# TASK ITEM:
Starting with the first line, output the data exactly through to the end.

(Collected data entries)
--------------------
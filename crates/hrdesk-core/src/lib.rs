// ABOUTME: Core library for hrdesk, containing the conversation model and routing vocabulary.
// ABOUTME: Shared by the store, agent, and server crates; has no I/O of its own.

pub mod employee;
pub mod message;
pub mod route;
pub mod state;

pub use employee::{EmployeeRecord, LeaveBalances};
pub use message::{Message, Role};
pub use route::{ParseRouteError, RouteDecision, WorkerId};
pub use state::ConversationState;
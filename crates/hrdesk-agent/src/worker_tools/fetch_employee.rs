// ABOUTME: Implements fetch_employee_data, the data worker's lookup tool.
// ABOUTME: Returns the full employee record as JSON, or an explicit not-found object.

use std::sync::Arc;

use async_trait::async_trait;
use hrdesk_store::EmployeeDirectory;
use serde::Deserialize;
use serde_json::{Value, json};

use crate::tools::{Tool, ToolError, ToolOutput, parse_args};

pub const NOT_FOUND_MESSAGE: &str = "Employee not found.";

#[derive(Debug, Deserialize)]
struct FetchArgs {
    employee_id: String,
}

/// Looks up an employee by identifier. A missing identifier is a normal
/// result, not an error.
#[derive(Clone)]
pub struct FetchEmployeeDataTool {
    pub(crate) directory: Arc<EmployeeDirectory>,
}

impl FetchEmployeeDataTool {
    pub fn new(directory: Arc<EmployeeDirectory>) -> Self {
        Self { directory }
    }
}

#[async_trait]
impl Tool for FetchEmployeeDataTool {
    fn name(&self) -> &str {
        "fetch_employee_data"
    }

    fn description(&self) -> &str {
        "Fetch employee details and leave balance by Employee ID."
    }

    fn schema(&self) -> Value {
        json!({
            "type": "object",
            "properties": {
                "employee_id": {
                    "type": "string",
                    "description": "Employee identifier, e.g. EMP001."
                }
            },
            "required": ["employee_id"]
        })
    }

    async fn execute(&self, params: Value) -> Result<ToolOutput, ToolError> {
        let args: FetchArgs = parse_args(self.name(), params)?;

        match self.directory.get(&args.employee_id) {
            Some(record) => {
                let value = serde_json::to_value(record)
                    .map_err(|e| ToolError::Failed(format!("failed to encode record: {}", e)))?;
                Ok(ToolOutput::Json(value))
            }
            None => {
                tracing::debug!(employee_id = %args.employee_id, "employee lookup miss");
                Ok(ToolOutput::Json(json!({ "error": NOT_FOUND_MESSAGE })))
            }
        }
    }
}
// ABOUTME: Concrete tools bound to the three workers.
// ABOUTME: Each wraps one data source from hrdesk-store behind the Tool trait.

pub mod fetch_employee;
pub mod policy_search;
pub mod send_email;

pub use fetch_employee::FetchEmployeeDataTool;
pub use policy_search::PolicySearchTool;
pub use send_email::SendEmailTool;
--------------------
# EXPECTED ANSWER:
filename crates/hrdesk-core/src/lib.rs
// ABOUTME: Core library for hrdesk, containing the conversation model and routing vocabulary.
// ABOUTME: Shared by the store, agent, and server crates; has no I/O of its own.

pub mod employee;
pub mod message;
pub mod route;
pub mod state;

pub use employee::{EmployeeRecord, LeaveBalances};
pub use message::{Message, Role};
pub use route::{ParseRouteError, RouteDecision, WorkerId};
pub use state::ConversationState;
filename crates/hrdesk-agent/src/worker_tools/fetch_employee.rs
// ABOUTME: Implements fetch_employee_data, the data worker's lookup tool.
// ABOUTME: Returns the full employee record as JSON, or an explicit not-found object.

use std::sync::Arc;

use async_trait::async_trait;
use hrdesk_store::EmployeeDirectory;
use serde::Deserialize;
use serde_json::{Value, json};

use crate::tools::{Tool, ToolError, ToolOutput, parse_args};

pub const NOT_FOUND_MESSAGE: &str = "Employee not found.";

#[derive(Debug, Deserialize)]
struct FetchArgs {
    employee_id: String,
}

/// Looks up an employee by identifier. A missing identifier is a normal
/// result, not an error.
#[derive(Clone)]
pub struct FetchEmployeeDataTool {
    pub(crate) directory: Arc<EmployeeDirectory>,
}

impl FetchEmployeeDataTool {
    pub fn new(directory: Arc<EmployeeDirectory>) -> Self {
        Self { directory }
    }
}

#[async_trait]
impl Tool for FetchEmployeeDataTool {
    fn name(&self) -> &str {
        "fetch_employee_data"
    }

    fn description(&self) -> &str {
        "Fetch employee details and leave balance by Employee ID."
    }

    fn schema(&self) -> Value {
        json!({
            "type": "object",
            "properties": {
                "employee_id": {
                    "type": "string",
                    "description": "Employee identifier, e.g. EMP001."
                }
            },
            "required": ["employee_id"]
        })
    }

    async fn execute(&self, params: Value) -> Result<ToolOutput, ToolError> {
        let args: FetchArgs = parse_args(self.name(), params)?;

        match self.directory.get(&args.employee_id) {
            Some(record) => {
                let value = serde_json::to_value(record)
                    .map_err(|e| ToolError::Failed(format!("failed to encode record: {}", e)))?;
                Ok(ToolOutput::Json(value))
            }
            None => {
                tracing::debug!(employee_id = %args.employee_id, "employee lookup miss");
                Ok(ToolOutput::Json(json!({ "error": NOT_FOUND_MESSAGE })))
            }
        }
    }
}
// ABOUTME: Concrete tools bound to the three workers.
// ABOUTME: Each wraps one data source from hrdesk-store behind the Tool trait.

pub mod fetch_employee;
pub mod policy_search;
pub mod send_email;

pub use fetch_employee::FetchEmployeeDataTool;
pub use policy_search::PolicySearchTool;
pub use send_email::SendEmailTool;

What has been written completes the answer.